Я ощущал свое вынужденное «отличие», и оно пугало меня (означая не что иное как изоляцию) и приводило к очевидной несправедливости: меня делали козлом отпущения куда чаще, чем я мог это вынести. На уроках немецкого я выглядел весьма посредственно: ни грамматика, ни синтаксис совершенно меня не интересовали. Я скучал и ленился. Темы сочинений казались мне как правило, пустыми и глупыми, а собственные работы — беспредметными и вымученными. Оценки я получал средние, что вполне устраивало: я старался не выделяться, не подчеркивать свое проклятое «отличие». Меня тянуло к мальчикам из бедных семей, которые, как и я, вышли из ничтожества, но многие из них были тупыми и невежественными, а это уже раздражало. Притягивало же меня то, что эти одноклассники в своей простоте не замечали во мне ничего особенного. А я из-за своего «отличия» уже начал бояться сам себя: мне казалось, что есть во мне нечто такое, чего я сам в себе не знаю, из-за чего меня не любят учителя и избегают товарищи.
Тогда же произошла история, которая меня доканала. Мы наконец получили тему для сочинения, которая показалась мне интересной. Я писал добросовестно и с увлечением и, как мне казалось, мог рассчитывать на успех — получить один из высших баллов, не самый высший, конечно, это бы меня выделило, но близкий к нему.

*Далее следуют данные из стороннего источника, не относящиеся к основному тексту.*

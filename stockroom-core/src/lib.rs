//! Stockroom - Core
//!
//! Client-side state synchronization for inventory and master-data back
//! offices: product masters, product types/groups/categories, vendors with
//! tax and bank sub-records, and the lookup lists they reference.
//!
//! # Overview
//!
//! Three cooperating pieces sit between the user's edits and the REST
//! backend:
//!
//! - [`fields`] - repeatable field groups (UOM lines, tax rows, bank rows)
//!   and typed dynamic attributes with dense positional naming
//! - [`coordinator`] - cached, retried, single-flight reads and invalidating
//!   writes per resource, with bearer-credential handling
//! - [`forms`] - drafts, DTO assembly and hydration, and the guarded submit
//!   lifecycle
//!
//! Supporting modules:
//!
//! - [`transport`] - the HTTP collaborator (reqwest) behind a trait
//! - [`session`] - durable client store, credential exchange, preferences
//! - [`cache`] - cache entries and query keys
//! - [`notify`] - dismissible user notifications
//! - [`app`] - typed command dispatcher owning the application state
//! - [`config`] - TOML + environment configuration
//! - [`logging`] - `log` facade backend with human/JSON/logfmt output
//!
//! # Quick Start
//!
//! ```rust,ignore
//! use stockroom_core::prelude::*;
//!
//! #[tokio::main]
//! async fn main() -> anyhow::Result<()> {
//!     let config = StockroomConfig::load()?;
//!     let app = App::from_config(&config).await?;
//!
//!     let languages: Vec<Language> =
//!         app.coordinator().read_as(QueryKey::list(Resource::Language)).await?;
//!     println!("{} languages", languages.len());
//!     Ok(())
//! }
//! ```

pub mod app;
pub mod cache;
pub mod config; // Configuration system with TOML support
pub mod coordinator;
pub mod fields;
pub mod forms;
pub mod logging;
pub mod model; // Wire DTOs of the backend entities
pub mod notify;
pub mod session;
pub mod transport;

#[cfg(any(test, feature = "testing"))]
pub mod testing;

pub mod prelude;

pub use app::App;
pub use coordinator::CacheCoordinator;
pub use forms::FormController;
pub use transport::ApiError;

/// Main result type for the crate
pub type Result<T> = std::result::Result<T, Error>;

/// Main error type for Stockroom
#[derive(thiserror::Error, Debug)]
pub enum Error {
    /// Network, server or authorization failure
    #[error(transparent)]
    Api(#[from] ApiError),
    /// Client-side validation failure
    #[error(transparent)]
    Validation(#[from] forms::ValidationErrors),
    /// Invalid or unreadable configuration
    #[error("Configuration error: {0}")]
    Config(String),
    #[error(transparent)]
    Io(#[from] std::io::Error),
    #[error(transparent)]
    SerdeJson(#[from] serde_json::Error),
}

impl From<anyhow::Error> for Error {
    fn from(err: anyhow::Error) -> Self {
        Error::Config(format!("{:#}", err))
    }
}
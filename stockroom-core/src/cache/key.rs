//! Cache keys

use crate::coordinator::Resource;
use std::fmt;

/// Query parameter scoping UOM reads to one dimension
pub const UOM_DIMENSION_PARAM: &str = "uomDimensionId";

/// Which slice of a resource a read covers
#[derive(Debug, Clone, PartialEq, Eq, Hash, PartialOrd, Ord)]
pub enum Scope {
    /// The full list
    All,
    /// One entity by id
    Id(String),
    /// A list filtered by one query parameter
    Filter { param: String, value: String },
}

/// Identity of a cached read: `(resource, scope)`
#[derive(Debug, Clone, PartialEq, Eq, Hash, PartialOrd, Ord)]
pub struct QueryKey {
    pub resource: Resource,
    pub scope: Scope,
}

impl QueryKey {
    pub fn new(resource: Resource, scope: Scope) -> Self {
        Self { resource, scope }
    }

    pub fn list(resource: Resource) -> Self {
        Self::new(resource, Scope::All)
    }

    pub fn by_id(resource: Resource, id: impl ToString) -> Self {
        Self::new(resource, Scope::Id(id.to_string()))
    }

    pub fn filtered(resource: Resource, param: impl Into<String>, value: impl Into<String>) -> Self {
        Self::new(resource, Scope::Filter { param: param.into(), value: value.into() })
    }

    /// UOMs belonging to one dimension
    pub fn uoms_by_dimension(dimension_id: impl ToString) -> Self {
        Self::filtered(Resource::Uom, UOM_DIMENSION_PARAM, dimension_id.to_string())
    }
}

impl fmt::Display for QueryKey {
    fn fmt(&self, f: &mut fmt::Formatter<'_>) -> fmt::Result {
        match &self.scope {
            Scope::All => write!(f, "{}", self.resource),
            Scope::Id(id) => write!(f, "{}/{}", self.resource, id),
            Scope::Filter { param, value } => write!(f, "{}?{}={}", self.resource, param, value),
        }
    }
}

#[cfg(test)]
mod tests {
    use super::*;

    #[test]
    fn test_key_display() {
        assert_eq!(QueryKey::list(Resource::ProductType).to_string(), "product-types");
        assert_eq!(QueryKey::by_id(Resource::Vendor, 7).to_string(), "vendor-forms/7");
        assert_eq!(QueryKey::uoms_by_dimension(3).to_string(), "uoms?uomDimensionId=3");
    }

    #[test]
    fn test_keys_differ_by_scope() {
        assert_ne!(QueryKey::uoms_by_dimension(1), QueryKey::uoms_by_dimension(2));
        assert_ne!(QueryKey::list(Resource::Vendor), QueryKey::by_id(Resource::Vendor, 1));
    }
}
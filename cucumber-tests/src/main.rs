use cucumber::{cli, World};
use cucumber_tests::features::StockroomWorld;

#[tokio::main]
async fn main() {
    StockroomWorld::cucumber()
        .with_cli::<()>(cli::Opts::parsed())
        .run_and_exit("features/")
        .await;
}
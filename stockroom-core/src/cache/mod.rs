//! Caching primitives for server state
//!
//! - [`CacheEntry`] - a fetched value with its staleness deadline
//! - [`QueryKey`] / [`Scope`] - identity of a cached read
//! - [`QueryCache`] - the process-wide keyed store the coordinator owns

pub mod entry;
pub mod key;
pub mod store;

pub use entry::CacheEntry;
pub use key::{QueryKey, Scope, UOM_DIMENSION_PARAM};
pub use store::{FetchResult, QueryCache};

Наш учитель имел обыкновение начинать обсуждение сочинений с лучших. Сперва он прочел сочинение первого ученика, это было в порядке вещей. Затем последовали другие, а я все ждал и ждал, когда же прозвучит мое имя. Меня не называли. «Этого не может быть, — думал я, — неужели мое сочинение настолько плохое, ведь он уже перешел к откровенно слабым работам. В чем же дело?» Или я снова оказался «вне конкурса» и обнаружил свое проклятое «отличие»?
В конце концов, когда все сочинения были прочитаны, учитель сделал паузу и произнес: «У меня есть еще одно сочинение — Юнга. Оно намного превосходит другие, и я должен был бы отдать ему первое место. Но, к сожалению, это обман. Откуда ты списал его? Скажи начистоту!»